11. With the Reuss statement hitting the papers, the crisis deepened, with private citizens hedging by selling dollars. On Sunday, August 15, Nixon and his advisors met at Camp David and agreed on a plan to "solve the crisis.11 It included a 13% devaluation against gold and a total closing of the gold window, which meant no central bank could get gold from the Treasury. As this was supposed to be temporary, until the crisis passed, the dollar was still as good as gold, but at $40 an ounce instead of $35. Germany was aghast, as it had trusted the United States when it bought the bonds the French would not trust. Now, instantly, they had a 13% capital loss on the bonds.

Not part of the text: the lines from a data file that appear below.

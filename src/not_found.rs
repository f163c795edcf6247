//! The response for requests that match no route.

use axum::{
    Json,
    http::StatusCode,
    response::{IntoResponse, Response},
};
use serde_json::json;

/// The fallback handler for unknown routes.
pub async fn get_404_not_found() -> Response {
    get_404_not_found_response()
}

/// A JSON 404 response for unknown routes.
pub fn get_404_not_found_response() -> Response {
    (
        StatusCode::NOT_FOUND,
        Json(json!({ "error": "Route not found" })),
    )
        .into_response()
}
//! Defines the core data models for transactions and how dates are read from clients.

use std::fmt::Display;

use serde::{Deserialize, Serialize};
use serde_json::Value;
use time::{
    Date, OffsetDateTime, PrimitiveDateTime, format_description::BorrowedFormatItem,
    format_description::well_known::Rfc3339, macros::format_description,
};

use crate::Error;

// ============================================================================
// MODELS
// ============================================================================

/// The store-assigned ID of a transaction, the hex string of a MongoDB ObjectId.
#[derive(Debug, Clone, PartialEq, Eq, Hash, Serialize, Deserialize)]
#[serde(transparent)]
pub struct TransactionId(String);

impl TransactionId {
    /// Wrap an ID string. No validation is done until the ID is used in a query.
    pub fn new(id: impl Into<String>) -> Self {
        Self(id.into())
    }

    /// The ID as a string slice.
    pub fn as_str(&self) -> &str {
        &self.0
    }
}

impl Display for TransactionId {
    fn fmt(&self, f: &mut std::fmt::Formatter<'_>) -> std::fmt::Result {
        self.0.fmt(f)
    }
}

/// An expense or income, i.e. an event where money was either spent or earned.
///
/// To create a new `Transaction`, insert a [NewTransaction] into a
/// [TransactionStore](crate::transaction::TransactionStore).
#[derive(Debug, Clone, PartialEq, Serialize, Deserialize)]
pub struct Transaction {
    /// The ID of the transaction.
    #[serde(rename = "_id")]
    pub id: TransactionId,
    /// The amount of money spent (negative) or earned (positive).
    pub amount: f64,
    /// A label grouping similar transactions, e.g. "Groceries".
    pub category: String,
    /// When the transaction happened.
    #[serde(with = "time::serde::rfc3339")]
    pub date: OffsetDateTime,
    /// A text description of what the transaction was for.
    pub description: String,
}

/// A transaction that has been validated but not yet stored.
///
/// # Examples
///
/// ```
/// use time::macros::datetime;
///
/// use loopr_backend::transaction::NewTransaction;
///
/// let transaction = NewTransaction::new(-45.99, datetime!(2025-01-15 09:30 UTC))
///     .unwrap()
///     .category("Food")
///     .description("Coffee shop purchase");
///
/// assert_eq!(transaction.category, "Food");
/// ```
#[derive(Debug, Clone, PartialEq)]
pub struct NewTransaction {
    /// Positive values represent income, negative values represent expenses.
    pub amount: f64,
    /// Defaults to an empty string.
    pub category: String,
    /// When the money moved, not when it was recorded.
    pub date: OffsetDateTime,
    /// Defaults to an empty string.
    pub description: String,
}

impl NewTransaction {
    /// Create a new transaction with an empty category and description.
    ///
    /// # Errors
    /// Returns [Error::Validation] if `amount` is NaN or infinite.
    pub fn new(amount: f64, date: OffsetDateTime) -> Result<Self, Error> {
        if !amount.is_finite() {
            return Err(Error::Validation(format!(
                "amount must be a finite number, got {amount}"
            )));
        }

        Ok(Self {
            amount,
            category: String::new(),
            date,
            description: String::new(),
        })
    }

    /// Set the category label.
    pub fn category(mut self, category: &str) -> Self {
        self.category = category.trim().to_owned();
        self
    }

    /// Set the description.
    pub fn description(mut self, description: &str) -> Self {
        self.description = description.to_owned();
        self
    }

    /// Attach the ID assigned by the store.
    pub(crate) fn into_transaction(self, id: TransactionId) -> Transaction {
        Transaction {
            id,
            amount: self.amount,
            category: self.category,
            date: self.date,
            description: self.description,
        }
    }
}

// ============================================================================
// DATES
// ============================================================================

const DATE_FORMAT: &[BorrowedFormatItem<'_>] = format_description!("[year]-[month]-[day]");
const NAIVE_DATE_TIME_FORMAT: &[BorrowedFormatItem<'_>] =
    format_description!("[year]-[month]-[day]T[hour]:[minute]:[second]");

/// Parse a calendar instant from text.
///
/// Accepts RFC 3339 date-times, date-times without an offset (read as UTC)
/// and plain `YYYY-MM-DD` dates (midnight UTC).
///
/// # Errors
/// Returns [Error::InvalidDate] if `text` matches none of these forms.
pub fn parse_instant(text: &str) -> Result<OffsetDateTime, Error> {
    let text = text.trim();

    if let Ok(instant) = OffsetDateTime::parse(text, &Rfc3339) {
        return Ok(instant);
    }

    if let Ok(date_time) = PrimitiveDateTime::parse(text, NAIVE_DATE_TIME_FORMAT) {
        return Ok(date_time.assume_utc());
    }

    Date::parse(text, DATE_FORMAT)
        .map(|date| date.midnight().assume_utc())
        .map_err(|_| Error::InvalidDate(text.to_owned()))
}

/// Parse a calendar instant from a JSON value.
///
/// Strings are read with [parse_instant], numbers as milliseconds since the
/// Unix epoch.
///
/// # Errors
/// Returns [Error::InvalidDate] for any other value or an out of range number.
pub fn parse_instant_value(value: &Value) -> Result<OffsetDateTime, Error> {
    match value {
        Value::String(text) => parse_instant(text),
        Value::Number(number) => number
            .as_i64()
            .and_then(|millis| from_unix_millis(millis).ok())
            .ok_or_else(|| Error::InvalidDate(number.to_string())),
        other => Err(Error::InvalidDate(other.to_string())),
    }
}

/// Convert milliseconds since the Unix epoch to an instant.
///
/// # Errors
/// Returns [Error::InvalidDate] if `millis` is outside the supported range.
pub fn from_unix_millis(millis: i64) -> Result<OffsetDateTime, Error> {
    OffsetDateTime::from_unix_timestamp_nanos(i128::from(millis) * 1_000_000)
        .map_err(|_| Error::InvalidDate(millis.to_string()))
}

/// Convert an instant to whole milliseconds since the Unix epoch.
pub fn to_unix_millis(instant: OffsetDateTime) -> i64 {
    (instant.unix_timestamp_nanos() / 1_000_000) as i64
}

12. Another component of what Herbert Stein told me at the time was a "mosaic" that had to be understood as a whole, was the temporary institution of wage and price controls that had been promoted by Arthur Burns for almost a year ~ benignly known as an incomes policy. It also increased the tariff on imports by 10%, clearly aiming this at Japan, with whom we had a trade deficit (which we still have), plus a grab-bag of tax cuts. It was announced early Sunday evening (I remember hearing it on the radio at a picnic in Schuylkill Haven, Pa., knowing I would be called upon to write about this blockbuster for the next edition of the weekly National Observer) The stock market greeted the proposal favorably, adding up the pluses and minuses of the moment to a net plus. This left the Nixon team assured it had done the right thing.

13. The Nixon decision was wildly popular among almost all Ph.D. economists. Keynesians were happy because the government was willing to use currency policy to manage our trade advantage, at the same time liberating demand-side policy from the burdens imposed by gold in maintaining a unit of account. Milton Friedman and his monetarist followers were thrilled, because his theories of managing the money supply could be employed — as long as the closing of the gold window was permanent, not temporary. This led Friedman to use all his influence with conservative think tanks and bankers — again with Wriston at Citicorp — to persuade Nixon to name George Shultz the Treasury Secretary. It was Shultz, then, who did the formal execution of Bretton Woods in early 1973, announcing a permanent floating of the dollar. As the de facto price of gold had floated up to $140 from the official $40, the oil-producing countries immediately set to work to quadruple the oil price. The economists of course blamed the Arabs! And the nation's newspapers, including The Wall Street Journal and NYTimes went to work to demonize the Arabs for this despicable behavior. To this day, the official line in the Political Establishment is that the floating of the currency was a necessary action and that the bad Arabs caused the inflation.

14. The same model today is being used to blame the bad guys in Asia for creating the Asian Crisis, not the Fed that is the real culprit. The International Monetary Fund and the World Bank are spinning their friends in the newspapers with the argument that if they only had more power, they could prevent crises from occurring before they begin. Dr. Michel Camdessus (alias Kervorkian) would like to have more authority to go into countries before they become ill and show them how to prevent illness — through higher taxes and currency devaluations.